Nonetheless, it must be recognised that the last pay dispute in 2023 ended in a compromise deal. When eight days of NEU strike action in the spring met with Tory intransigence, the leaders of all four education unions threatened a full system shutdown in the autumn, which could have forced the government to deliver an above-inflation, fully funded pay rise. Yet the unions settled without that fight, and the deal amounted to a pay cut.

I think this has led to some disorientation and demoralisation in our union. Although our recent indicative ballot showed continued readiness to strike among a layer of teachers, turnout fell clearly short of the 50% ballot response threshold that would be needed to validate an actual ballot (47.5%).

Contrast this to the resident doctors, who stood their ground in their last pay dispute, with eleven rounds of strike action, and won a 22% pay rise over two years, making a good start in their journey toward pay restoration.
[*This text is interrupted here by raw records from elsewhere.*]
#[derive(Debug, Deserialize)]
struct RawEtf {
    #[serde(default, deserialize_with = "lenient::text")]
    ticker: Option<String>,
    #[serde(default, deserialize_with = "lenient::text")]
    name: Option<String>,
    #[serde(default, deserialize_with = "lenient::number")]
    flow_score: Option<f64>,
}

#[derive(Debug, Clone, PartialEq, Serialize)]
pub struct EtfFlows {
    pub sentiment_score: Option<f64>,
    pub inflows: Vec<EtfFlowEntry>,
    pub outflows: Vec<EtfFlowEntry>,
    pub ai_analysis: Option<String>,
}

impl EtfFlows {
    pub fn is_empty(&self) -> bool {
        self.sentiment_score.is_none() && self.inflows.is_empty() && self.outflows.is_empty()
    }
}

pub fn parse_etf_flows(payload: &Value) -> EtfFlows {
    let entries = |key: &str, direction: FlowDirection| -> Vec<EtfFlowEntry> {
        lenient::items::<RawEtf>(payload, &[key])
            .into_iter()
            .filter_map(|raw| {
                Some(EtfFlowEntry {
                    ticker: raw.ticker?,
                    name: raw.name,
                    flow_score: raw.flow_score,
                    direction,
                })
            })
            .collect()
    };

    EtfFlows {
        sentiment_score: field_number(payload, "market_sentiment_score"),
        inflows: entries("top_inflows", FlowDirection::In),
        outflows: entries("top_outflows", FlowDirection::Out),
        ai_analysis: field_text(payload, "ai_analysis"),
    }
}

#[derive(Debug, Clone, Copy, PartialEq, Eq, Serialize)]
#[serde(rename_all = "snake_case")]
pub enum MacroCategory {
    Volatility,
    Crypto,
    Rates,
    Neutral,
}

impl MacroCategory {
    /// Case-insensitive substring match on the indicator key, first category wins.
    pub fn for_key(key: &str) -> Self {
        let key = key.to_ascii_lowercase();
        let has = |needles: &[&str]| needles.iter().any(|n| key.contains(n));
        if has(&["vix", "volatility"]) {
            MacroCategory::Volatility
        } else if has(&["btc", "eth", "crypto", "bitcoin"]) {
            MacroCategory::Crypto
        } else if has(&["yield", "rate", "treasury", "bond"]) {
            MacroCategory::Rates
        } else {
            MacroCategory::Neutral
        }
    }
}

#[derive(Debug, Clone, PartialEq, Serialize)]
pub struct MacroIndicator {
    pub key: String,
    pub display_name: String,
    pub current_value: Option<f64>,
    pub change_percent: Option<f64>,
    pub category: MacroCategory,
}

#[derive(Debug, Clone, PartialEq, Serialize)]
pub struct MacroSnapshot {
    pub indicators: Vec<MacroIndicator>,
    pub ai_analysis: Option<String>,
}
This year, the doctors’ union, the British Medical Association, has called its own pay offer of 4% ‘derisory’ as resident doctors are still paid a quarter less, in real terms, than they were in 2019.

The implications for pay restoration and funding in education mirror those in health. In his testimony to the STPRB,  Daniel Kebede said:

‘We have got the highest primary class sizes in Europe. We have the highest secondary class sizes on record … There are no “efficiencies” that can be made without further damaging education … Teacher pay has been cut by over a fifth in real terms since 2010…’

Teachers understand all this and care very deeply about it. To inspire teachers to take action and parents and students to support them, we should be calling for full pay restoration, plus additional funding to expand school services. If not now, when? Surely, it is better to do so when health workers are campaigning for the same?

To be sure, it would be a big win for trade unions if the government commits to the additional £400m to fund the pay rise, but the NEU and the other education unions should register a dispute with the government whether or not they do. In addition to workplace meetings, we could build mass rallies, marches and community forums to mobilise support as the Birmingham bin workers have done.

We won’t win it all in one go, but if the doctors are any indication, we’ll get a lot closer if we try, and our unions will be stronger for it. We need to think bigger.